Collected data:
+++

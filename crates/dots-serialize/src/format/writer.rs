//! Container writer.

use dots_ecs::encode_blob_record;
use tracing::{debug, trace};
use uuid::Uuid;

use super::{
    header::{FILE_HEADER_SIZE, FileHeader},
    node::{NodeHeader, NodeType, Segment},
};
use crate::{
    SerializationError, SerializationResult,
    paged::{DEFAULT_PAGE_SIZE, PagedAllocation, Reservation},
    stream::BinaryWriter,
};

/// Container writer settings.
#[derive(Clone, Debug)]
pub struct ContainerConfig {
    /// Free-form file type, truncated to 62 bytes of UTF-8.
    pub file_type: String,
    pub file_id: Uuid,
    /// Page size of the node header arena.
    pub page_size: usize,
}

impl Default for ContainerConfig {
    fn default() -> Self {
        Self {
            file_type: String::from("dots"),
            file_id: Uuid::nil(),
            page_size: DEFAULT_PAGE_SIZE,
        }
    }
}

impl ContainerConfig {
    #[must_use]
    pub fn new(file_type: impl Into<String>) -> Self {
        Self {
            file_type: file_type.into(),
            ..Self::default()
        }
    }

    #[must_use]
    pub const fn with_file_id(mut self, file_id: Uuid) -> Self {
        self.file_id = file_id;
        self
    }

    #[must_use]
    pub const fn with_page_size(mut self, page_size: usize) -> Self {
        self.page_size = page_size;
        self
    }
}

/// Handle of a node created by a [`ContainerWriter`].
#[derive(Clone, Copy, Debug, PartialEq, Eq, Hash)]
pub struct NodeHandle(usize);

struct NodeEntry {
    node_type: NodeType,
    id: Uuid,
    header: Reservation,
    next_sibling: Option<usize>,
    last_child: Option<usize>,
    child_count: i32,
    metadata: Segment,
    data: Segment,
    extension: i32,
    /// Buffered data of a deferred node, flushed when the node ends.
    deferred: Option<Vec<u8>>,
}

/// Writes a node tree.
///
/// Data is streamed straight to the output after a placeholder header.
/// Metadata and node headers are kept in memory and appended by
/// [`Self::write_header`], which then seeks back and fills in the header:
///
/// ```text
/// [header][data segments][metadata segments][node headers, pre-order]
/// ```
///
/// Only the innermost open node accepts direct data writes, and only until
/// its first child is created; a deferred node buffers its data instead and
/// may keep receiving writes while it has children.
pub struct ContainerWriter<W: BinaryWriter> {
    stream: W,
    config: ContainerConfig,
    base: u64,
    headers: PagedAllocation,
    nodes: Vec<NodeEntry>,
    stack: Vec<usize>,
    last_first_level: Option<usize>,
    first_level_count: i32,
    metadata: Vec<u8>,
    data_len: u64,
    finished: bool,
}

impl<W: BinaryWriter> ContainerWriter<W> {
    /// Start a container at the stream's current position.
    pub fn new(mut stream: W, config: ContainerConfig) -> SerializationResult<Self> {
        let base = stream.position();
        stream.write_bytes(&[0; FILE_HEADER_SIZE])?;
        Ok(Self {
            stream,
            headers: PagedAllocation::new(config.page_size),
            config,
            base,
            nodes: Vec::new(),
            stack: Vec::new(),
            last_first_level: None,
            first_level_count: 0,
            metadata: Vec::new(),
            data_len: 0,
            finished: false,
        })
    }

    /// Open a child of the current node (or a first-level node).
    pub fn create_node(&mut self, node_type: NodeType, id: Uuid) -> SerializationResult<NodeHandle> {
        self.open(node_type, id, None)
    }

    /// Open a node whose data is buffered and written when it ends.
    pub fn create_deferred_node(&mut self, node_type: NodeType, id: Uuid) -> SerializationResult<NodeHandle> {
        self.open(node_type, id, Some(Vec::new()))
    }

    fn open(&mut self, node_type: NodeType, id: Uuid, deferred: Option<Vec<u8>>) -> SerializationResult<NodeHandle> {
        if self.finished {
            return Err(SerializationError::WriterFinished);
        }
        let header = self.headers.reserve(node_type.layout().header_size());
        let index = self.nodes.len();
        self.nodes.push(NodeEntry {
            node_type,
            id,
            header,
            next_sibling: None,
            last_child: None,
            child_count: 0,
            metadata: Segment::ABSENT,
            data: Segment::ABSENT,
            extension: 0,
            deferred,
        });

        let previous = match self.stack.last() {
            Some(&parent) => {
                let parent = &mut self.nodes[parent];
                parent.child_count += 1;
                parent.last_child.replace(index)
            }
            None => {
                self.first_level_count += 1;
                self.last_first_level.replace(index)
            }
        };
        if let Some(previous) = previous {
            self.nodes[previous].next_sibling = Some(index);
        }

        trace!(node = node_type.name(), depth = self.stack.len(), "created node");
        self.stack.push(index);
        Ok(NodeHandle(index))
    }

    fn current(&self) -> SerializationResult<usize> {
        if self.finished {
            return Err(SerializationError::WriterFinished);
        }
        self.stack.last().copied().ok_or(SerializationError::NodeNotOpen)
    }

    /// The innermost open node.
    #[must_use]
    pub fn current_node(&self) -> Option<NodeHandle> {
        self.stack.last().copied().map(NodeHandle)
    }

    /// Number of open nodes.
    #[must_use]
    pub fn depth(&self) -> usize {
        self.stack.len()
    }

    /// Append to the current node's data.
    pub fn write_data(&mut self, bytes: &[u8]) -> SerializationResult<()> {
        let index = self.current()?;
        let node = &mut self.nodes[index];
        if let Some(buffer) = node.deferred.as_mut() {
            buffer.extend_from_slice(bytes);
            return Ok(());
        }
        if node.child_count > 0 {
            return Err(SerializationError::InterleavedWrite);
        }
        if !node.data.is_present() {
            node.data = Segment {
                offset: self.data_len as i64,
                size: 0,
            };
        }
        self.stream.write_bytes(bytes)?;
        node.data.size += bytes.len() as i64;
        self.data_len += bytes.len() as u64;
        Ok(())
    }

    pub fn write_pod<T: bytemuck::Pod>(&mut self, value: &T) -> SerializationResult<()> {
        self.write_data(bytemuck::bytes_of(value))
    }

    pub fn write_pod_slice<T: bytemuck::Pod>(&mut self, values: &[T]) -> SerializationResult<()> {
        self.write_data(bytemuck::cast_slice(values))
    }

    /// Append to an open deferred node, which need not be the current one.
    pub fn write_deferred(&mut self, node: NodeHandle, bytes: &[u8]) -> SerializationResult<()> {
        if self.finished {
            return Err(SerializationError::WriterFinished);
        }
        if !self.stack.contains(&node.0) {
            return Err(SerializationError::NodeNotOpen);
        }
        match self.nodes[node.0].deferred.as_mut() {
            Some(buffer) => {
                buffer.extend_from_slice(bytes);
                Ok(())
            }
            None => Err(SerializationError::InterleavedWrite),
        }
    }

    /// Attach metadata to the current node.
    ///
    /// Metadata is one-shot: returns `Ok(false)` and changes nothing if the
    /// node already has some.
    pub fn set_metadata(&mut self, bytes: &[u8]) -> SerializationResult<bool> {
        let index = self.current()?;
        let node = &mut self.nodes[index];
        if node.metadata.is_present() {
            return Ok(false);
        }
        let record = encode_blob_record(bytes);
        node.metadata = Segment {
            offset: self.metadata.len() as i64,
            size: record.len() as i64,
        };
        self.metadata.extend_from_slice(&record);
        Ok(true)
    }

    /// Set the revision or count field of the current node.
    ///
    /// Ignored for node types without one.
    pub fn set_extension(&mut self, value: i32) -> SerializationResult<()> {
        let index = self.current()?;
        self.nodes[index].extension = value;
        Ok(())
    }

    /// Set the revision or count field of any open node.
    pub fn set_extension_of(&mut self, node: NodeHandle, value: i32) -> SerializationResult<()> {
        if !self.stack.contains(&node.0) {
            return Err(SerializationError::NodeNotOpen);
        }
        self.nodes[node.0].extension = value;
        Ok(())
    }

    /// Close the current node.
    pub fn end_node(&mut self) -> SerializationResult<()> {
        let index = self.current()?;
        self.stack.pop();
        if let Some(buffer) = self.nodes[index].deferred.take() {
            if !buffer.is_empty() {
                self.stream.write_bytes(&buffer)?;
                self.nodes[index].data = Segment {
                    offset: self.data_len as i64,
                    size: buffer.len() as i64,
                };
                self.data_len += buffer.len() as u64;
            }
        }
        Ok(())
    }

    /// Create a node, write its data and close it.
    pub fn write_node(&mut self, node_type: NodeType, id: Uuid, extension: i32, data: &[u8]) -> SerializationResult<()> {
        self.create_node(node_type, id)?;
        self.set_extension(extension)?;
        self.write_data(data)?;
        self.end_node()
    }

    /// Append metadata and node headers, then back-patch the file header.
    ///
    /// Every node must be closed. Nothing can be written afterwards.
    pub fn write_header(&mut self) -> SerializationResult<()> {
        if self.finished {
            return Ok(());
        }
        if !self.stack.is_empty() {
            return Err(SerializationError::UnbalancedNode(self.stack.len()));
        }

        for node in &self.nodes {
            let header = NodeHeader {
                type_hash: node.node_type.type_hash(),
                id: node.id,
                header_size: node.header.len() as i32,
                next_sibling_offset: node
                    .next_sibling
                    .map_or(-1, |next| self.nodes[next].header.global_offset() as i32),
                child_count: node.child_count,
                metadata: node.metadata,
                data: node.data,
                extension: node.extension,
            };
            header.encode(self.headers.get_mut(node.header))?;
        }

        let data_offset = FILE_HEADER_SIZE as i64;
        let metadata_offset = data_offset + self.data_len as i64;
        let nodes_offset = metadata_offset + self.metadata.len() as i64;

        self.stream.write_bytes(&self.metadata)?;
        for bytes in self.headers.iter() {
            self.stream.write_bytes(bytes)?;
        }

        let header = FileHeader {
            first_level_node_count: self.first_level_count,
            nodes_offset,
            nodes_size: self.headers.global_offset() as i32,
            metadata_offset,
            metadata_size: self.metadata.len() as i32,
            data_offset,
            data_size: self.data_len as i64,
            ..FileHeader::new(self.config.file_id, &self.config.file_type)
        };
        let end = self.stream.position();
        self.stream.set_position(self.base)?;
        self.stream.write_bytes(&header.encode()?)?;
        self.stream.set_position(end)?;
        self.finished = true;

        debug!(
            nodes = self.nodes.len(),
            data = self.data_len,
            metadata = self.metadata.len(),
            headers = self.headers.global_offset(),
            "finished container"
        );
        Ok(())
    }

    /// Return the stream of a finished container.
    pub fn into_inner(self) -> SerializationResult<W> {
        if self.finished {
            Ok(self.stream)
        } else {
            Err(SerializationError::WriterNotFinished)
        }
    }

    /// Write the header and return the stream.
    pub fn finish(mut self) -> SerializationResult<W> {
        self.write_header()?;
        self.into_inner()
    }
}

+++

- [Exercise prompt] Above are the records. Copy every line in them holding "field".

- [Written response]
    /// Set the revision or count field of the current node.
    /// Set the revision or count field of any open node.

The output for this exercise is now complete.